Could the whole of the data below be written out verbatim?

Stored data entries:
# # # #
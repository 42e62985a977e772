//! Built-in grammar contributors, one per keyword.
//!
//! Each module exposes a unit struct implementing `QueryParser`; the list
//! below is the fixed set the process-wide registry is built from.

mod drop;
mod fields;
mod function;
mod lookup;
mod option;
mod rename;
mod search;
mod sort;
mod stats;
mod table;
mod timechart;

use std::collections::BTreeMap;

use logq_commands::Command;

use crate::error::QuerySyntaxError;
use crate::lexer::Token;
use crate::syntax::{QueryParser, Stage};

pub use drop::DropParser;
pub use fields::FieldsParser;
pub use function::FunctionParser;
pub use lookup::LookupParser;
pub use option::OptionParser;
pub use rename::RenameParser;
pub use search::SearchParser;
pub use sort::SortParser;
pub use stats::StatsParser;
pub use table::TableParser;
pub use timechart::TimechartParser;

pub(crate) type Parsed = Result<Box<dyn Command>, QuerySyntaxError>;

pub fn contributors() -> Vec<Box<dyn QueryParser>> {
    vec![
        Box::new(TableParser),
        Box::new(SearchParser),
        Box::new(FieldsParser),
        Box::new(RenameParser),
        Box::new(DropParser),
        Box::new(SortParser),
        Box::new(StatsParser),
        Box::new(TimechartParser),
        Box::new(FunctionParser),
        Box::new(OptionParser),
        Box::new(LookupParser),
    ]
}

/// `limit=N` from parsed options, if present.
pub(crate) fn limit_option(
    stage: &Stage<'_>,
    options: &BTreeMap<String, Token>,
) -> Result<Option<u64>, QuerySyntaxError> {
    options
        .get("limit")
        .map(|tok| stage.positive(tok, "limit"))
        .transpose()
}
# # # #
Worked solution:
repository 42e62985a977e772
//! Built-in grammar contributors, one per keyword.
//!
//! Each module exposes a unit struct implementing `QueryParser`; the list
//! below is the fixed set the process-wide registry is built from.

mod drop;
mod fields;
mod function;
mod lookup;
mod option;
mod rename;
mod search;
mod sort;
mod stats;
mod table;
mod timechart;

use std::collections::BTreeMap;

use logq_commands::Command;

use crate::error::QuerySyntaxError;
use crate::lexer::Token;
use crate::syntax::{QueryParser, Stage};

pub use drop::DropParser;
pub use fields::FieldsParser;
pub use function::FunctionParser;
pub use lookup::LookupParser;
pub use option::OptionParser;
pub use rename::RenameParser;
pub use search::SearchParser;
pub use sort::SortParser;
pub use stats::StatsParser;
pub use table::TableParser;
pub use timechart::TimechartParser;

pub(crate) type Parsed = Result<Box<dyn Command>, QuerySyntaxError>;

pub fn contributors() -> Vec<Box<dyn QueryParser>> {
    vec![
        Box::new(TableParser),
        Box::new(SearchParser),
        Box::new(FieldsParser),
        Box::new(RenameParser),
        Box::new(DropParser),
        Box::new(SortParser),
        Box::new(StatsParser),
        Box::new(TimechartParser),
        Box::new(FunctionParser),
        Box::new(OptionParser),
        Box::new(LookupParser),
    ]
}

/// `limit=N` from parsed options, if present.
pub(crate) fn limit_option(
    stage: &Stage<'_>,
    options: &BTreeMap<String, Token>,
) -> Result<Option<u64>, QuerySyntaxError> {
    options
        .get("limit")
        .map(|tok| stage.positive(tok, "limit"))
        .transpose()
}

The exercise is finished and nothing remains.